オレは勢いよく外に飛び出すと、蛇行した道を無視して一直線に思い当たるトコロへ
すっ飛んでいった。

*****************

「…ラルカ、今の、リリックよね…」
私用でミリュウさんの家に向かう途中の道で、メリア母さんがちょっと呆然としながら口を開いた。
今の、というのは、きっとつい今しがた目の前を「ロイーーっっ!!」 と叫びながらすごい勢いで
道ならぬ道に突っ込んでいった水色の物体のコトね。
暗竜術でサーチしてみる。見えたのは、森の中を鬼のような形相で掻き入っている水の補佐竜。
間違いなく、リリックだわ。…ちょっといつもと様子が違うけど。
「ええ…そうみたい」
答えると、メリア母さんは小首を傾げた。
「何故、道を通らずに茂みの中を突っ切っていったのかしら?」
ん〜…。
「…そういうお年頃、なのかな…」
母さんはまた小首を傾げたけど、 「そういうモノかしらね〜」 と言うと、また歩き始めた。
リリック、キャラを趣旨替えしたのかな…あとで、ユイシィに聞いてみよ…。

( …その後しばらく、リリックはラルカとユイシィに奇異な目で見られるハメになる… )



語り : ロイ

「おい、ロイ」

いい心地で眠っていたぼくを、カディオが揺さぶり起こす。
…もうちょっと寝かせてよぉ。
昨日も夜中に起こされて、たまったもんじゃない…。

「ロイ、起きろ。ここに入れておいた実、何処へやったんだ?」

ん〜…?
なおも揺さぶられ、仕方なしに重い瞼を少し上げる。
眠い視界に入ってきたのは、眉間にしわを寄せているカディオと心配顔のノイ、そして空っぽの
籐カゴ。

ぼくはしばらくボーっとそのカゴを見つめながら、昨夜のコトを思い出していた。
あぁ、それね…。ぼくが、夜中起こされるハメになった元凶。

「あげたよ。

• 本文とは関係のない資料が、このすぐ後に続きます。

//! Annotation cache operations on the SQLite backend.
//!
//! Timestamps are stored as RFC 3339 UTC strings with fixed millisecond
//! precision so that string comparison orders them chronologically.

use std::time::Duration;

use chrono::{DateTime, SecondsFormat, TimeDelta, Utc};
use serde::{Deserialize, Serialize};
use tokio_rusqlite::params;

use super::CacheStore;
use super::connection::CacheDb;
use crate::Error;

/// Row counts for the annotation cache.
#[derive(Debug, Clone, Copy, PartialEq, Eq, Serialize, Deserialize)]
pub struct CacheStats {
    pub total: u64,
    pub expired: u64,
}

fn timestamp(at: DateTime<Utc>) -> String {
    at.to_rfc3339_opts(SecondsFormat::Millis, true)
}

/// Latest expiry that still formats as a four-digit year (9999-12-31T23:59:59Z).
fn far_future() -> DateTime<Utc> {
    DateTime::from_timestamp(253_402_300_799, 0).unwrap_or(DateTime::<Utc>::MAX_UTC)
}

fn expiry(now: DateTime<Utc>, ttl: Duration) -> DateTime<Utc> {
    TimeDelta::from_std(ttl)
        .ok()
        .and_then(|delta| now.checked_add_signed(delta))
        .map_or_else(far_future, |at| at.min(far_future()))
}

impl CacheDb {
    /// Get a cached annotation by key.
    ///
    /// Returns None if the key doesn't exist or has expired.
    pub async fn get_annotation(&self, key: &str) -> Result<Option<String>, Error> {
        let key = key.to_string();
        let now = timestamp(Utc::now());
        self.conn
            .call(move |conn| -> Result<Option<String>, Error> {
                let mut stmt = conn.prepare("SELECT value FROM annotations WHERE key = ?1 AND expires_at > ?2")?;

                let result = stmt.query_row(params![key, now], |row| row.get(0));

                match result {
                    Ok(value) => Ok(Some(value)),
                    Err(tokio_rusqlite::rusqlite::Error::QueryReturnedNoRows) => Ok(None),
                    Err(e) => Err(e.into()),
                }
            })
            .await
            .map_err(Error::from)
    }

    /// Get the expiry time of a cached annotation, expired or not.
    pub async fn annotation_expires_at(&self, key: &str) -> Result<Option<DateTime<Utc>>, Error> {
        let key = key.to_string();
        let raw: Option<String> = self
            .conn
            .call(move |conn| -> Result<Option<String>, Error> {
                let result = conn.query_row("SELECT expires_at FROM annotations WHERE key = ?1", params![key], |row| {
                    row.get(0)
                });

                match result {
                    Ok(expires_at) => Ok(Some(expires_at)),
                    Err(tokio_rusqlite::rusqlite::Error::QueryReturnedNoRows) => Ok(None),
                    Err(e) => Err(e.into()),
                }
            })
            .await
            .map_err(Error::from)?;

        raw.map(|s| {
            DateTime::parse_from_rfc3339(&s)
                .map(|dt| dt.with_timezone(&Utc))
                .map_err(|_| Error::CorruptTimestamp(s))
        })
        .transpose()
    }

    /// Insert or replace a cached annotation.
    ///
    /// Uses UPSERT semantics: the last write for a key wins.
    pub async fn put_annotation(&self, key: &str, value: &str, ttl: Duration) -> Result<(), Error> {
        let key = key.to_string();
        let value = value.to_string();

        let now = Utc::now();
        let stored_at = timestamp(now);
        let expires_at = timestamp(expiry(now, ttl));

        self.conn
            .call(move |conn| -> Result<(), Error> {
                conn.execute(
                    "INSERT INTO annotations (key, value, stored_at, expires_at)
                    VALUES (?1, ?2, ?3, ?4)
                    ON CONFLICT(key) DO UPDATE SET
                        value = excluded.value,
                        stored_at = excluded.stored_at,
                        expires_at = excluded.expires_at",
                    params![key, value, stored_at, expires_at],
                )?;
                Ok(())
            })
            .await
            .map_err(Error::from)
    }

    /// Delete expired annotations.
    ///
    /// Returns the number of deleted entries.
    pub async fn purge_expired_annotations(&self) -> Result<u64, Error> {
        let now = timestamp(Utc::now());
        self.conn
            .call(move |conn| -> Result<u64, Error> {
                let count = conn.execute("DELETE FROM annotations WHERE expires_at <= ?1", params![now])?;
                Ok(count as u64)
            })
            .await
            .map_err(Error::from)
    }

    /// Delete every cached annotation.
    pub async fn purge_all_annotations(&self) -> Result<u64, Error> {
        self.conn
            .call(|conn| -> Result<u64, Error> {
                let count = conn.execute("DELETE FROM annotations", [])?;
                Ok(count as u64)
            })
            .await
            .map_err(Error::from)
    }

    /// Count total and expired annotations.
    pub async fn annotation_stats(&self) -> Result<CacheStats, Error> {
        let now = timestamp(Utc::now());
        self.conn
            .call(move |conn| -> Result<CacheStats, Error> {
                let (total, expired): (i64, i64) = conn.query_row(
                    "SELECT COUNT(*), COALESCE(SUM(expires_at <= ?1), 0) FROM annotations",
                    params![now],
                    |row| Ok((row.get(0)?, row.get(1)?)),
                )?;
                Ok(CacheStats { total: total as u64, expired: expired as u64 })
            })
            .await
            .map_err(Error::from)
    }
}

#[async_trait::async_trait]
impl CacheStore for CacheDb {
    async fn get(&self, key: &str) -> Result<Option<String>, Error> {
        self.get_annotation(key).await
    }

    async fn put(&self, key: &str, value: &str, ttl: Duration) -> Result<(), Error> {
        self.put_annotation(key, value, ttl).await
    }
}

っていうか、正確には持ってかれた…昨日、家に乗り込んできたエレさんに」

おかげで、その後すっかり目が覚めちゃってしばらく眠れなかったんだから。
もう、エレさんお酒が入ると人が変わったようになってしまうからなぁ〜。
カディオが帰ってると思って来たらしいんだけど、まだ着いてないコトがわかったらぼくのコト無理矢理
起こして実のありかを聞くんだもん。
ノイも隣の部屋で寝てたのに、何でぼくの方を起こすかなぁ…。

「…なんだと?エレが8コ全部?!」

カディオの顔が青ざめる。
何だよ、そんなに心配しなくても大丈夫だって。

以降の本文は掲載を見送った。